═════ Data for this exercise ═════

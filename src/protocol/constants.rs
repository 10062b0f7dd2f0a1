//! Wire protocol constants
//!
//! Every client opens its connection with a fixed-size greeting that
//! selects the connection's role. There is no length prefix and no
//! version negotiation; an unrecognized greeting is terminal.

/// Length of the client greeting in bytes
pub const GREETING_SIZE: usize = 4;

/// Greeting sent by a DV source (streams frames into the mixer)
pub const GREETING_SOURCE: [u8; GREETING_SIZE] = *b"SORC";

/// Greeting sent by a sink that wants frames with control headers
pub const GREETING_SINK: [u8; GREETING_SIZE] = *b"SINK";

/// Greeting sent by a sink that wants bare DV frames
pub const GREETING_RAW_SINK: [u8; GREETING_SIZE] = *b"RSNK";

/// Size of the per-frame header sent to non-raw sinks
///
/// Only the cut flag byte is assigned; the rest is zero, reserved for
/// expansion.
pub const SINK_FRAME_HEADER_SIZE: usize = 16;

/// Offset of the cut flag byte within the sink frame header
///
/// The byte holds ASCII `C` when the frame starts a new cut, 0 otherwise.
pub const SINK_FRAME_CUT_FLAG_POS: usize = 0;
//! Error types for the DV mixing network core

use thiserror::Error;

use crate::protocol::constants::GREETING_SIZE;

/// Main error type for the crate
#[derive(Error, Debug)]
pub enum Error {
    #[error("I/O error: {0}")]
    Io(#[from] std::io::Error),

    #[error("protocol error: {0}")]
    Protocol(#[from] ProtocolError),

    #[error("DV framing error: {0}")]
    Dif(#[from] DifError),

    #[error("configuration error: {0}")]
    Config(String),

    #[error("bind address did not resolve to a usable socket address")]
    AddrResolution,
}

/// Wire protocol violations by a connected peer
#[derive(Error, Debug, Clone, Copy, PartialEq, Eq)]
pub enum ProtocolError {
    #[error("unrecognized greeting {0:02x?}")]
    UnknownGreeting([u8; GREETING_SIZE]),
}

/// Malformed DV frame data
#[derive(Error, Debug, Clone, Copy, PartialEq, Eq)]
pub enum DifError {
    #[error("DIF sequence shorter than one block")]
    TruncatedSequence,

    #[error("first DIF block is not a header block")]
    NotAHeader,
}

/// Result type alias for the crate
pub type Result<T> = std::result::Result<T, Error>;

═════

Return the listing above verbatim.

## Completed exercise
filename src/protocol/constants.rs
repository 10062b0f7dd2f0a1
//! Wire protocol constants
//!
//! Every client opens its connection with a fixed-size greeting that
//! selects the connection's role. There is no length prefix and no
//! version negotiation; an unrecognized greeting is terminal.

/// Length of the client greeting in bytes
pub const GREETING_SIZE: usize = 4;

/// Greeting sent by a DV source (streams frames into the mixer)
pub const GREETING_SOURCE: [u8; GREETING_SIZE] = *b"SORC";

/// Greeting sent by a sink that wants frames with control headers
pub const GREETING_SINK: [u8; GREETING_SIZE] = *b"SINK";

/// Greeting sent by a sink that wants bare DV frames
pub const GREETING_RAW_SINK: [u8; GREETING_SIZE] = *b"RSNK";

/// Size of the per-frame header sent to non-raw sinks
///
/// Only the cut flag byte is assigned; the rest is zero, reserved for
/// expansion.
pub const SINK_FRAME_HEADER_SIZE: usize = 16;

/// Offset of the cut flag byte within the sink frame header
///
/// The byte holds ASCII `C` when the frame starts a new cut, 0 otherwise.
pub const SINK_FRAME_CUT_FLAG_POS: usize = 0;
//! Error types for the DV mixing network core

use thiserror::Error;

use crate::protocol::constants::GREETING_SIZE;

/// Main error type for the crate
#[derive(Error, Debug)]
pub enum Error {
    #[error("I/O error: {0}")]
    Io(#[from] std::io::Error),

    #[error("protocol error: {0}")]
    Protocol(#[from] ProtocolError),

    #[error("DV framing error: {0}")]
    Dif(#[from] DifError),

    #[error("configuration error: {0}")]
    Config(String),

    #[error("bind address did not resolve to a usable socket address")]
    AddrResolution,
}

/// Wire protocol violations by a connected peer
#[derive(Error, Debug, Clone, Copy, PartialEq, Eq)]
pub enum ProtocolError {
    #[error("unrecognized greeting {0:02x?}")]
    UnknownGreeting([u8; GREETING_SIZE]),
}

/// Malformed DV frame data
#[derive(Error, Debug, Clone, Copy, PartialEq, Eq)]
pub enum DifError {
    #[error("DIF sequence shorter than one block")]
    TruncatedSequence,

    #[error("first DIF block is not a header block")]
    NotAHeader,
}

/// Result type alias for the crate
pub type Result<T> = std::result::Result<T, Error>;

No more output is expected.